There are plenty of people who have saved and invested enough but are still struggling to meet the larger financial goals of their lives. There are also far too many people who actually have no idea whether they have saved enough. A lot of the time, the reason is that they were not really investing, but just putting money away in something or the other. This may sound like the most obvious thing in the world, but the real point of investing is not to invest, but to eventually use it.
It then follows that unless you know what the investing is for, it's hard to do in any organised manner, unless the investment itself was made in a way that was appropriate for that expense. You don't have to be able to foresee the future to do that. You just have to make reasonable guesses at the obvious financial goals of your life.
This is a back-to-the-basics question which all of us should get back to fairly enough. What exactly is a financial goal for your investments? It's not something general like 'Make lots of money'. It's something more precise. It involves specific things that you would like to do in the future and plan the finances of each. Only then can we answer questions about the kind of investments we need precisely. Here are some examples: you'll need money for your daughter's higher education after six years. You would like to buy a house roughly ten years from now. You'd want that you should always have Rs 5 lakh available for emergencies. You will be retiring in 18 years and you'd like to maintain your lifestyle afterwards.
Without this kind of clear articulation of needs, it's hard to make good investment choices. Someone could make a random statement like, "I need Rs 1 crore after five years." Suppose you can't invest the sum required to reach that target in five years? Without an exact goal, you can always backtrack. Would 90 lakhs be okay? How about seven years instead of five? How about starting next year instead of now? How about forgetting all about it and buying a new iPhone 12?
But, with a precise goal, such a choice is obvious. If you can't reach a goal, it's generally quite clear that you can't and what you need to do. When the goals are very precise, then the returns you need, and the variability you can afford in each becomes clear.
Most importantly, it also becomes amply clear that each of these goals must have a set of investments that are chosen specifically to meet these goals. In other words, we must have separate portfolios for separate goals. Nowadays, we generally use this word 'portfolio' for all the investments and assets that an individual or a family possesses. This is problematic. It's far more useful to have separate portfolios for separate goals - a set of investments that are meant for one specific financial goal. If you think that's hard to track, then the freely available My Investments on Value Research Online is the perfect tool. Very soon, there will also be an enhanced version of this with Value Research Premium.

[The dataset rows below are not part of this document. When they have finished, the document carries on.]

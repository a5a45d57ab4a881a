//! # Tree Errors
//!
//! Errors raised while compiling filters or parsing predicate bodies.

use thiserror::Error;

/// Result type for tree operations
pub type TreeResult<T> = Result<T, TreeError>;

/// Path compiler and expression errors
#[derive(Debug, Clone, PartialEq, Eq, Error)]
pub enum TreeError {
    /// Filter shape cannot be compiled into path selectors
    #[error("Invalid filter: {0}")]
    InvalidFilter(String),

    /// Predicate body failed to parse
    #[error("Invalid expression at {position}: {message}")]
    InvalidExpression { position: usize, message: String },

    /// Path string is malformed
    #[error("Invalid path: {0}")]
    InvalidPath(String),
}

impl TreeError {
    /// Create an invalid filter error
    pub fn invalid_filter(msg: impl Into<String>) -> Self {
        Self::InvalidFilter(msg.into())
    }

    /// Create an expression parse error
    pub fn expression(position: usize, msg: impl Into<String>) -> Self {
        Self::InvalidExpression {
            position,
            message: msg.into(),
        }
    }
}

This method of separate portfolios is actually quite similar to what many housewives have always done. I had a relative, an old lady who, all her life, had run her family's finances in this way. She had a number of hand-stitched cloth pouches with a drawstring around their necks, like a pyjama. Each one was a separate 'budgetary head'. When her husband would bring home his salary, she would put away the correct amount of money in the vegetables pouch, the milk pouch, the servants pouch, the dhobi pouch and so on. The method worked very well. That's all I'm asking you to do with your savings and investments. A separate financial plan is needed for each goal.